The analysis is done; it's time to make a decision. Let's make up a Simplified tree. The computer playing as white has to decide its move. It constructs the tree above and applies what is called the minimax algorithm. It starts from the bottom (assuming third level here) and chooses the one with the maximum score. Consider the leftmost circle in the Second level. It has two possible outcomes - two and eight. Since it will be the computer's turn at that stage, it chooses the best outcome, that is, the one with the maximum score, which is eight, and so it assigns eight to that node. Similarly, for all the nodes in the second level, now for the second level, the outcome is decided by the opponent since at that time, it will be black's turn. The computer assumes that black will make the move, which is best for black and so the worst for white, hence it chooses the setups with minimum score. For example, for the center note on the first level, there are three possibilities - nine, five, and nine. The computer assumes black will take the one that leaves the computer weakest, and that is five. So, the first level nodes are all given values. Finally, the first level is the computer's turn, so it makes the choice with the maximum score, which is seven.

Other Functions to Evaluate Moves

There are many other functions to evaluate the moves. Minimax is just one of them.

Alpha-Beta Pruning

By applying a technique called alpha-beta pruning, the algorithm can run about twice as fast and requires a lot less memory.

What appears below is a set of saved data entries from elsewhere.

//! # Attendance Dashboard
//!
//! Client library behind the attendance dashboard. `Dashboard` mirrors the
//! server's sections, keeps a simulated per-student history in local storage
//! and produces the rows fed to CSV/PDF export.
//!
//! The simulated history is a visual aid only. The server stores nothing but
//! each student's current status.

pub mod config;
pub mod demo_roster;
pub mod error;
pub mod export;
pub mod history;
pub mod preferences;
pub mod reconciler;
pub mod services;
pub mod storage;
pub mod views;

pub use config::DashboardConfig;
pub use error::DashboardError;
pub use reconciler::{BulkOutcome, Dashboard, ResolvedStudent};
pub use services::api::{ApiClient, AttendanceApi, ClientError};
pub use storage::{FileStore, LocalStore, MemoryStore, StorageError};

The Advancement of Computer Chess

As you can see, this process is completely mechanical and involves no thought. It is simply a brute force calculation that applies an evaluation function to all possible board configurations. Thus, the computer climbs the tree, alternatively choosing minimum and maximum scores, thus the name minimax, and makes the choice that leaves it best off in the end. The better the hardware, the deeper the depth of a tree it can analyze, and so the better its chances of winning, which is why computers couldn't usually beat humans in the 1960s but now are regularly able to thrash grandmasters.

Pros and Cons of Computer Chess

Pros:

• Computers can analyze more moves than humans can.
• Computers can play chess at a high level without getting tired or making mistakes.
• Computers can help humans improve their chess skills by analyzing games and suggesting moves.

Cons:

• Chess played by computers lacks the creativity and intuition of human players.
• Chess played by computers can be boring to watch because it often involves long sequences of moves that are difficult for humans to understand.
• Chess played by computers can be intimidating to human players, who may feel that they cannot compete with the machine.

Conclusion

In conclusion, computer chess is a fascinating subject that involves a great deal of high-level abstract thought, visual pattern matching, and evaluation functions. While it lacks the creativity and intuition of human players, it is a powerful tool for analyzing games and improving chess skills.